In 1959 Ken Kesey, a graduate student in creative writing at Stanford University, volunteered to take part in a government drug research programme at Menlo Park Veterans Hospital that tested a variety of psychoactive drugs such as LSD, which was legal at the time. Over a period of several weeks, Kesey took these hallucinogens and wrote of his drug-induced experiences for government researchers. From this experience, Kesey wrote his most celebrated novel, One Flew Over The Cuckoo’s Nest, and began his own experimentations with psychedelic drugs. His goal was to break through conformist thought and ultimately create changes in American society. In the early 1960s, Neal Cassady showed up to meet the famous author and became the most celebrated member of Kesey’s group, the Merry Pranksters. Much of the hippie culture that would happen in San Francisco in the late sixties can be traced back to the Merry Pranksters who openly used psychoactive drugs, wore outrageous clothes, performed bizarre acts of street theatre, and engaged in peaceful confrontation. As Kesey put it: “What we hoped was that we could stop the coming end of the world.” By 1966, when Kesey had been arrested as a fugitive from the law, he denounced the powers of LSD as temporary and delusional, but nothing he said could stop the psychedelic era that was about to explode in San Francisco.
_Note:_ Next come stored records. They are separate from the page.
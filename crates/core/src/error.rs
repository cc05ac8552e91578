use thiserror::Error;

#[derive(Debug, Error)]
pub enum ScanError {
    #[error("io error: {0}")]
    Io(#[from] std::io::Error),

    #[error("http error: {0}")]
    Http(#[from] reqwest::Error),

    #[error("url parse error: {0}")]
    Url(#[from] url::ParseError),

    #[error("serialize error: {0}")]
    Serialization(#[from] serde_json::Error),

    #[error("regex error: {0}")]
    RegexError(#[from] regex::Error),

    #[error("invalid response from {backend} ({status}): {details}")]
    BackendResponse {
        backend: String,
        status: u16,
        details: String,
    },

    #[error("invalid query template: {0}")]
    InvalidTemplate(String),

    #[error("keywords could not be loaded from file {path}: {reason}")]
    Dictionary { path: String, reason: String },

    #[error("invalid search result page: {0}")]
    InvalidPage(String),

    #[error("invalid content id: {0}")]
    InvalidContentId(String),

    #[error("invalid client configuration: {0}")]
    InvalidConfig(String),

    #[error("scan cancelled")]
    Cancelled,
}

pub type Result<T, E = ScanError> = std::result::Result<T, E>;
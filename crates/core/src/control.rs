use crate::ScanError;
use std::sync::Arc;
use tokio::sync::watch;
use tokio_util::sync::CancellationToken;

/// Pause and cancel switches that the scan loop polls between steps.
#[derive(Debug, Clone)]
pub struct ScanControl {
    cancel: CancellationToken,
    paused: Arc<watch::Sender<bool>>,
}

impl Default for ScanControl {
    fn default() -> Self {
        Self::new()
    }
}

impl ScanControl {
    pub fn new() -> Self {
        let (paused, _) = watch::channel(false);
        Self {
            cancel: CancellationToken::new(),
            paused: Arc::new(paused),
        }
    }

    pub fn pause(&self) {
        self.paused.send_replace(true);
    }

    pub fn resume(&self) {
        self.paused.send_replace(false);
    }

    pub fn cancel(&self) {
        self.cancel.cancel();
        self.resume();
    }

    pub fn token(&self) -> CancellationToken {
        self.cancel.clone()
    }

    /// Waits out a pause, then fails if the scan was cancelled.
    pub async fn checkpoint(&self) -> Result<(), ScanError> {
        let mut paused = self.paused.subscribe();
        tokio::select! {
            _ = self.cancel.cancelled() => {}
            _ = async {
                let _ = paused.wait_for(|is_paused| !*is_paused).await;
            } => {}
        }

        if self.cancel.is_cancelled() {
            return Err(ScanError::Cancelled);
        }
        Ok(())
    }
}
pub mod client;
pub mod config;
pub mod control;
pub mod dictionary;
pub mod error;
pub mod extractor;
pub mod fetcher;
pub mod models;
pub mod orchestrator;
pub mod pagination;
pub mod query;
pub mod rate_limit;
pub mod sink;
pub mod snapshot;
pub mod traits;

pub use client::ConfluenceClient;
pub use config::{normalize_base_url, random_user_agent, ClientConfig};
pub use control::ScanControl;
pub use dictionary::{bundled_keywords, load_keywords, parse_keywords};
pub use error::ScanError;
pub use extractor::{
    HtmlToText, MatchMode, ScraperText, TextExtractor, DEFAULT_CONTEXT_LENGTH,
};
pub use fetcher::{ContentFetcher, ContentSource, FetchedPage};
pub use models::{ContentRef, Hit, LogLine, PageContent, SearchResultPage};
pub use orchestrator::{ScanReport, Scanner};
pub use pagination::expand_hits;
pub use query::{QueryTemplate, DEFAULT_CQL_TEMPLATE, KEYWORD_PLACEHOLDER};
pub use rate_limit::{RequestRateLimiter, DEFAULT_REQUESTS_PER_SECOND};
pub use sink::LogFile;
pub use snapshot::{SnapshotStore, DEFAULT_RESULTS_DIR};
pub use traits::{ConfluenceApi, ResultSink};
One Flew over the Cuckoo’s Nest was a critical and commercial success. It was read as a cautionary tale that viewed society, represented by Big Nurse, as a cold, formidable negation of all that is free, open and nonconformist. McMurphy, escaping hard labour at a penal work farm, tries to rekindle a spark of life among his fellow patients but is thwarted at each step by the cold, calculating Nurse Ratched, who ultimately curtails McMurphy’s free wheeling ways. From this book, Kesey gained the notoriety and the income necessary to draw together his motley band of Merry Pranksters, who through their many antics and travels, set the stage for the Psychedelic Era that was to follow. A critically acclaimed novel that is still taught at schools today, One Flew Over The Cuckoo’s Nest remains Ken Kesey’s most popular work.

~ by ncowie on May 12, 2008.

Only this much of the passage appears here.